Hitchens and Atheism

Interesting essay on Christopher Hitchens and his new book on atheism.

Some snippets:
Hitchens seems to hold that believers think of the Creator as a simple-minded Geometer, a Rationalist Extraordinaire, a two-times-two-equals-four kind of god, a flawless Watchmaker, a bit of a Goody-goody, a cosmic Boy Scout. If that is so — Hitchens leaps for your throat — then evidence is overwhelming that this Creator botched things up, like a rank amateur. In short, evidence all around us shows there is no such god.
...
But suppose God is not like the Hitchens model. Suppose that God is not a Rationalist, a Logician, a straight-line Geometer-of-the-skies. Suppose that the Creator God deliberately made a world of probabilities and failures, of waste and profusion, of suffering and hardships and frustrations. Suppose that He loved the idea of an unformed history, slowly developing (almost like an organism), nearly everything good won the hard way. Suppose that He loved chance, crossing chains of probabilities, freakish accidents, wild and unnecessary profusion, contingencies of every sort — to keep even angels guessing. Suppose He desired a world of indetermination, with all its blooming, buzzing confusion, so that within it freedom could spread out its wings, experiment, and find its own way.
A Perfect World would have no freewill. And otherwise, what would an afterlife be for?

And,
In the moderating habits that Judaism and Christianity partly learned from pagan ethical systems, and considerably deepened with their own resources, Alfred North Whitehead saw the roots of the asceticism, self-denial, discipline, long years of study, dedication to honesty, and limpid transparency which are so necessary for sustained scientific work. Here he also found the conviction that everything in the universe, being the fruit of a single intelligence, is in principle understandable and to be worth all the arduous efforts to try to grasp it.
As a scientist I find that particularly compelling.

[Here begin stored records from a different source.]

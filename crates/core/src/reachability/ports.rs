//! Port interface for connectivity signals

use async_trait::async_trait;
use tokio::sync::watch;

/// Source of online/offline transitions.
#[async_trait]
pub trait ReachabilitySignal: Send + Sync {
    /// Best-effort check of current connectivity. `true` means online.
    async fn probe(&self) -> bool;

    /// Receiver that observes every online/offline transition.
    fn subscribe(&self) -> watch::Receiver<bool>;
}
impl RetryConfig {
    /// Create a configuration builder
    pub fn builder() -> RetryConfigBuilder {
        RetryConfigBuilder::new()
    }

    /// Delay to wait before retry number `retry` (zero-based).
    pub fn delay_for(&self, retry: u32) -> Duration {
        let idx = usize::try_from(retry).unwrap_or(usize::MAX);
        self.delays.get(idx).or_else(|| self.delays.last()).copied().unwrap_or(Duration::ZERO)
    }

    /// Validate the configuration
    pub fn validate(&self) -> ConfigResult<()> {
        if self.attempt_timeout.is_zero() {
            return Err(ConfigError::Invalid {
                message: "attempt_timeout must be greater than 0".to_string(),
            });
        }
        if self.max_retries > 0 && self.delays.is_empty() {
            return Err(ConfigError::Invalid {
                message: "delays must not be empty when retries are enabled".to_string(),
            });
        }
        Ok(())
    }
}

/// Builder for [`RetryConfig`]
#[derive(Debug, Default)]
pub struct RetryConfigBuilder {
    config: RetryConfig,
}

impl RetryConfigBuilder {
    pub fn new() -> Self {
        Self { config: RetryConfig::default() }
    }

    pub fn max_retries(mut self, retries: u32) -> Self {
        self.config.max_retries = retries;
        self
    }

    pub fn delays(mut self, delays: impl IntoIterator<Item = Duration>) -> Self {
        self.config.delays = delays.into_iter().collect();
        self
    }

    pub fn attempt_timeout(mut self, timeout: Duration) -> Self {
        self.config.attempt_timeout = timeout;
        self
    }

    pub fn build(self) -> ConfigResult<RetryConfig> {
        self.config.validate()?;
        Ok(self.config)
    }
}

/// Runs an attempt function under the retry schedule.
#[derive(Debug, Clone)]
pub struct RetryExecutor<S: Sleeper = TokioSleeper> {
    config: RetryConfig,
    sleeper: S,
}

impl RetryExecutor<TokioSleeper> {
    /// Executor that sleeps on the tokio timer.
    pub fn new(config: RetryConfig) -> Self {
        Self::with_sleeper(config, TokioSleeper)
    }
}

impl<S: Sleeper> RetryExecutor<S> {
    /// Executor with an injected sleeper (useful for testing)
    pub fn with_sleeper(config: RetryConfig, sleeper: S) -> Self {
        Self { config, sleeper }
    }

    pub fn config(&self) -> &RetryConfig {
        &self.config
    }

    /// Run `attempt` until it succeeds, the schedule is exhausted, the
    /// breaker refuses, or `cancel` fires.
    ///
    /// `attempt` receives the zero-based attempt index. Successes and
    /// timeout/HTTP failures are reported to `breaker`; cancellation is not.
    #[instrument(skip_all, fields(max_retries = self.config.max_retries))]
    pub async fn execute<C, F, Fut, T>(
        &self,
        breaker: &CircuitBreaker<C>,
        cancel: &CancellationToken,
        mut attempt: F,
    ) -> RetryOutcome<T>
    where
        C: Clock,
        F: FnMut(u32) -> Fut,
        Fut: Future<Output = Result<T, AttemptError>>,
    {
        let mut attempts = 0_u32;
        let mut delays = Vec::new();
        let mut last_error: Option<String> = None;

        let outcome = |result, attempts: u32, delays, last_error| RetryOutcome {
            result,
            attempts,
            retries: attempts.saturating_sub(1),
            delays,
            last_error,
        };

        loop {
            if cancel.is_cancelled() {
                return outcome(Err(AttemptError::Aborted.into()), attempts, delays, last_error);
            }
            let Some(permit) = breaker.try_acquire() else {
                debug!(attempts, "Circuit breaker denied attempt");
                return outcome(Err(RetryError::CircuitOpen), attempts, delays, last_error);
            };

            let index = attempts;
            attempts += 1;
            debug!(attempt = attempts, "Executing remote attempt");

            let timeout = self.config.attempt_timeout;
            let result = tokio::select! {
                biased;
                () = cancel.cancelled() => Err(AttemptError::Aborted),
                res = tokio::time::timeout(timeout, attempt(index)) => {
                    res.unwrap_or(Err(AttemptError::Timeout { timeout }))
                }
            };

            let error = match result {
                Ok(value) => {
                    permit.success();
                    if attempts > 1 {
                        debug!(retries = attempts - 1, "Remote attempt succeeded after retries");
                    }
                    return outcome(Ok(value), attempts, delays, last_error);
                }
                Err(AttemptError::Aborted) => {
                    permit.cancelled();
                    debug!(attempt = attempts, "Remote attempt aborted by caller");
                    return outcome(Err(AttemptError::Aborted.into()), attempts, delays, last_error);
                }
                Err(error) => error,
            };

            permit.failure();
            last_error = Some(error.to_string());

            if attempts > self.config.max_retries {
                warn!(attempts, error = %error, "All retry attempts exhausted");
                return outcome(Err(error.into()), attempts, delays, last_error);
            }
            if breaker.state() == CircuitState::Open {
                warn!(attempts, error = %error, "Circuit breaker opened, abandoning remaining retries");
                return outcome(Err(error.into()), attempts, delays, last_error);
            }

            let delay = self.config.delay_for(index);
            warn!(attempt = attempts, delay_ms = delay.as_millis(), error = %error, "Remote attempt failed, retrying");
            let slept = tokio::select! {
                biased;
                () = cancel.cancelled() => false,
                () = self.sleeper.sleep(delay) => true,
            };
            if !slept {
                debug!("Cancelled during backoff");
                return outcome(Err(AttemptError::Aborted.into()), attempts, delays, last_error);
            }
            delays.push(delay);
        }
    }
}
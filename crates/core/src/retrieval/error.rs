use thiserror::Error;

/// The only way a retrieval ends without an envelope.
#[derive(Debug, Clone, Copy, Error, PartialEq, Eq)]
pub enum RetrieveError {
    /// The caller cancelled the retrieval.
    #[error("retrieval cancelled by caller")]
    Cancelled,
}

pub type RetrieveResult<T> = Result<T, RetrieveError>;
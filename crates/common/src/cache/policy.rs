//! Confidence-tiered TTL policy.

use std::time::Duration;

use super::CacheError;

const MIN_TTL: Duration = Duration::from_secs(1);

/// Maps a result's confidence to how long it may be served from cache.
///
/// Tiers are checked from the highest threshold down; the first tier whose
/// threshold the confidence meets wins, otherwise `floor` applies.
/// Last-known-good entries use the fixed `last_known_good` lifetime
/// regardless of confidence.
#[derive(Debug, Clone, PartialEq)]
pub struct TtlPolicy {
    tiers: Vec<(f64, Duration)>,
    floor: Duration,
    last_known_good: Duration,
}

impl Default for TtlPolicy {
    fn default() -> Self {
        Self {
            tiers: vec![
                (0.9, Duration::from_secs(4 * 3600)),
                (0.8, Duration::from_secs(2 * 3600)),
                (0.7, Duration::from_secs(3600)),
            ],
            floor: Duration::from_secs(30 * 60),
            last_known_good: Duration::from_secs(24 * 3600),
        }
    }
}

impl TtlPolicy {
    /// Build a policy from `(threshold, ttl)` pairs in any order.
    ///
    /// TTLs must be non-zero, must not decrease as the threshold rises and
    /// must not exceed `last_known_good`, which is the absolute ceiling.
    pub fn new(
        tiers: impl IntoIterator<Item = (f64, Duration)>,
        floor: Duration,
        last_known_good: Duration,
    ) -> Result<Self, CacheError> {
        let mut tiers: Vec<_> = tiers.into_iter().collect();
        tiers.sort_by(|a, b| b.0.total_cmp(&a.0));

        if floor < MIN_TTL || last_known_good < MIN_TTL || tiers.iter().any(|(_, ttl)| *ttl < MIN_TTL) {
            return Err(CacheError::InvalidPolicy("every TTL must be at least one second".into()));
        }
        if tiers.iter().any(|(threshold, _)| !(0.0..=1.0).contains(threshold)) {
            return Err(CacheError::InvalidPolicy("tier thresholds must lie in [0, 1]".into()));
        }
        let mut previous = floor;
        for (_, ttl) in tiers.iter().rev() {
            if *ttl < previous {
                return Err(CacheError::InvalidPolicy(
                    "TTL must not shrink as confidence rises".into(),
                ));
            }
            previous = *ttl;
        }
        if previous > last_known_good {
            return Err(CacheError::InvalidPolicy(format!(
                "TTL {previous:?} exceeds the last-known-good ceiling {last_known_good:?}"
            )));
        }

        Ok(Self { tiers, floor, last_known_good })
    }

    /// TTL for an entry with the given confidence.
    pub fn ttl_for(&self, confidence: f64) -> Duration {
        self.tiers
            .iter()
            .find(|(threshold, _)| confidence >= *threshold)
            .map_or(self.floor, |(_, ttl)| *ttl)
    }

    /// TTL for last-known-good entries.
    pub fn last_known_good_ttl(&self) -> Duration {
        self.last_known_good
    }
}

#[cfg(test)]
mod tests {
    use super::*;

    const HOUR: u64 = 3600;

    /// Validates the default tier boundaries.
    ///
    /// Assertions:
    /// - Confirms 0.9 and above map to 4h, 0.8 to 2h, 0.7 to 1h.
    /// - Confirms anything lower, including NaN, maps to 30min.
    #[test]
    fn test_default_tiers() {
        let policy = TtlPolicy::default();
        assert_eq!(policy.ttl_for(1.0), Duration::from_secs(4 * HOUR));
        assert_eq!(policy.ttl_for(0.9), Duration::from_secs(4 * HOUR));
        assert_eq!(policy.ttl_for(0.89), Duration::from_secs(2 * HOUR));
        assert_eq!(policy.ttl_for(0.8), Duration::from_secs(2 * HOUR));
        assert_eq!(policy.ttl_for(0.7), Duration::from_secs(HOUR));
        assert_eq!(policy.ttl_for(0.69), Duration::from_secs(30 * 60));
        assert_eq!(policy.ttl_for(0.0), Duration::from_secs(30 * 60));
        assert_eq!(policy.ttl_for(f64::NAN), Duration::from_secs(30 * 60));
        assert_eq!(policy.last_known_good_ttl(), Duration::from_secs(24 * HOUR));
    }

    #[test]
    fn test_ttl_is_monotonic_in_confidence() {
        let policy = TtlPolicy::default();
        let mut previous = Duration::ZERO;
        for step in 0..=100 {
            let ttl = policy.ttl_for(f64::from(step) / 100.0);
            assert!(ttl >= previous);
            previous = ttl;
        }
    }

    /// Validates that no tier may outlive the last-known-good ceiling.
    ///
    /// Assertions:
    /// - Ensures a 48h tier under a 24h ceiling is rejected.
    /// - Ensures a floor above the ceiling is rejected.
    /// - Confirms a tier equal to the ceiling is accepted.
    #[test]
    fn test_rejects_ttl_above_ceiling() {
        let ceiling = Duration::from_secs(24 * HOUR);
        let too_long = TtlPolicy::new([(0.9, Duration::from_secs(48 * HOUR))], Duration::from_secs(60), ceiling);
        assert!(matches!(too_long, Err(CacheError::InvalidPolicy(msg)) if msg.contains("ceiling")));

        let floor_too_long = TtlPolicy::new(Vec::new(), Duration::from_secs(25 * HOUR), ceiling);
        assert!(floor_too_long.is_err());

        let at_ceiling = TtlPolicy::new([(0.9, ceiling)], Duration::from_secs(60), ceiling).unwrap();
        assert_eq!(at_ceiling.ttl_for(0.95), ceiling);
    }

    #[test]
    fn test_rejects_shrinking_tiers() {
        let result = TtlPolicy::new(
            [(0.9, Duration::from_secs(60)), (0.5, Duration::from_secs(600))],
            Duration::from_secs(30),
            Duration::from_secs(3600),
        );
        assert!(matches!(result, Err(CacheError::InvalidPolicy(_))));
    }

    #[test]
    fn test_rejects_zero_ttl() {
        let result = TtlPolicy::new([], Duration::ZERO, Duration::from_secs(3600));
        assert!(result.is_err());
    }
}
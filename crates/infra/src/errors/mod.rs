//! Infrastructure error conversions.

pub mod conversions;

pub use conversions::{attempt_error, InfraError};
//! Offline flag maintained from a reachability signal.

use std::sync::atomic::{AtomicBool, Ordering};
use std::sync::Arc;

use parking_lot::Mutex;
use tokio::sync::watch;
use tokio::task::JoinHandle;
use tokio_util::sync::CancellationToken;
use tracing::{debug, info, warn};

use super::ports::ReachabilitySignal;

/// Tracks whether outbound calls are currently feasible.
///
/// The engine is offline when the signal reports no connectivity or when an
/// operator forced it with [`mark_offline`](Self::mark_offline). Until
/// [`start`](Self::start) samples the signal the monitor assumes online.
pub struct ReachabilityMonitor {
    signal: Arc<dyn ReachabilitySignal>,
    online: Arc<AtomicBool>,
    forced_offline: AtomicBool,
    started: AtomicBool,
    cancellation: CancellationToken,
    subscription: Mutex<Option<JoinHandle<()>>>,
}

impl std::fmt::Debug for ReachabilityMonitor {
    fn fmt(&self, f: &mut std::fmt::Formatter<'_>) -> std::fmt::Result {
        f.debug_struct("ReachabilityMonitor")
            .field("online", &self.online.load(Ordering::Relaxed))
            .field("forced_offline", &self.forced_offline.load(Ordering::Relaxed))
            .field("started", &self.started.load(Ordering::Relaxed))
            .finish_non_exhaustive()
    }
}

impl ReachabilityMonitor {
    pub fn new(signal: Arc<dyn ReachabilitySignal>) -> Self {
        Self {
            signal,
            online: Arc::new(AtomicBool::new(true)),
            forced_offline: AtomicBool::new(false),
            started: AtomicBool::new(false),
            cancellation: CancellationToken::new(),
            subscription: Mutex::new(None),
        }
    }

    /// Probe the signal once, then follow its transitions in the background.
    ///
    /// Idempotent: only the first call probes and subscribes. Returns whether
    /// this call did the work.
    pub async fn start(&self) -> bool {
        if self.started.swap(true, Ordering::AcqRel) {
            return false;
        }

        let mut receiver = self.signal.subscribe();
        // Transitions before the probe are covered by the probe itself.
        let _ = receiver.borrow_and_update();

        let online = self.signal.probe().await;
        self.online.store(online, Ordering::Release);
        info!(online, "Reachability monitor started");

        let handle = tokio::spawn(follow(receiver, Arc::clone(&self.online), self.cancellation.clone()));
        *self.subscription.lock() = Some(handle);
        true
    }

    /// True when remote attempts should be skipped.
    pub fn is_offline(&self) -> bool {
        self.forced_offline.load(Ordering::Acquire) || !self.online.load(Ordering::Acquire)
    }

    /// Connectivity as last reported by the signal, ignoring the override.
    pub fn signal_online(&self) -> bool {
        self.online.load(Ordering::Acquire)
    }

    /// Force the offline path regardless of the signal.
    pub fn mark_offline(&self) {
        if !self.forced_offline.swap(true, Ordering::AcqRel) {
            info!("Offline mode forced");
        }
    }

    /// Clear a forced offline override.
    pub fn mark_online(&self) {
        if self.forced_offline.swap(false, Ordering::AcqRel) {
            info!("Offline override cleared");
        }
    }

    pub fn is_forced_offline(&self) -> bool {
        self.forced_offline.load(Ordering::Acquire)
    }

    /// Stop following the signal.
    pub async fn shutdown(&self) {
        self.cancellation.cancel();
        let handle = self.subscription.lock().take();
        if let Some(handle) = handle {
            if let Err(err) = handle.await {
                warn!(error = %err, "Reachability subscription terminated abnormally");
            }
        }
    }
}

impl Drop for ReachabilityMonitor {
    fn drop(&mut self) {
        self.cancellation.cancel();
    }
}

async fn follow(mut receiver: watch::Receiver<bool>, online: Arc<AtomicBool>, cancel: CancellationToken) {
    loop {
        tokio::select! {
            () = cancel.cancelled() => break,
            changed = receiver.changed() => {
                if changed.is_err() {
                    debug!("Reachability signal closed");
                    break;
                }
                let now_online = *receiver.borrow_and_update();
                let was_online = online.swap(now_online, Ordering::AcqRel);
                if was_online != now_online {
                    if now_online {
                        info!("Network reachable again");
                    } else {
                        warn!("Network unreachable, remote attempts suspended");
                    }
                }
            }
        }
    }
}
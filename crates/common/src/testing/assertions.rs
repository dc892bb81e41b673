//! Assertion helpers for approximate comparisons.

use std::time::Duration;

/// Assert that two floats differ by less than `epsilon`.
///
/// ```ignore
/// use oncovista_common::testing::assert_approx_eq;
///
/// assert_approx_eq(0.8 * 0.8, 0.64, 1e-9);
/// ```
pub fn assert_approx_eq(actual: f64, expected: f64, epsilon: f64) {
    let diff = (actual - expected).abs();
    assert!(diff < epsilon, "Values not approximately equal: {actual} vs {expected} (diff: {diff})");
}

/// Assert that a duration lies within `tolerance` of `expected`.
pub fn assert_duration_in_range(actual: Duration, expected: Duration, tolerance: Duration) {
    let min = expected.saturating_sub(tolerance);
    let max = expected + tolerance;
    assert!(
        actual >= min && actual <= max,
        "Duration {actual:?} not within {tolerance:?} of {expected:?}"
    );
}
//! Durable audit sinks.
//!
//! - [`HttpAuditSink`]: JSON webhook
//! - [`FileAuditSink`]: append-only JSON lines

pub mod file_sink;
pub mod http_sink;

pub use file_sink::FileAuditSink;
pub use http_sink::HttpAuditSink;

Here other scholars (Boorstin, Landes) have found the conviction that it is the human vocation, in the image of the Creator, to be creative, inventive, and to help complete the evolving work of creation.
That last bit puts one in the mind of the old argument over the purpose or need for "Good Works", a whole topic unto itself!

And,
For the atheist — for Hitchens — though, does the problem of goodness create an intellectual problem? If everything is by chance and merely relative, why is it natural for so many to be good — if not all the time, at least so often as to be quite striking? Put another way: Isn’t it unlikely that random chance alone has arranged the world so that many human qualities — the very ones that Plato, Aristotle, the Stoics, and Jews and Christians find good on other grounds — should also work better for the survival of the human race? It is at least mildly interesting that philosophy, revealed religion, and random natural selection lead to many of the same moral principles. Perhaps that explains why some atheists are so nobly good (the “secular saints” of Albert Camus), and why some insist on being credited (by believers) with being good. Some do seem to hate it when believers borrow that awful line from Dostoevsky: “If there is no God, everything is permitted.”

On the other hand, Judaism and Christianity do add insights and virtues that derive from other forms of intelligence than narrow reason. It was against common sense and practical reason for the Americans in 1776, without an army and without a navy, to make war on the greatest naval and military power in the world. But their Declaration did fit with the faith that the reason God created the world was to offer his friendship to every woman and every man; and as Thomas Jefferson put it, “The God who gave us life, gave us liberty at the same time.” (Or in the words of William Penn: If God gave us friendship, then also freedom.) Our Founders concluded that even when they prayed to the same Providence as the British, those who fight for freedom are better in tune with God’s ultimate purposes than those who, though apparently stronger, fight to repress it.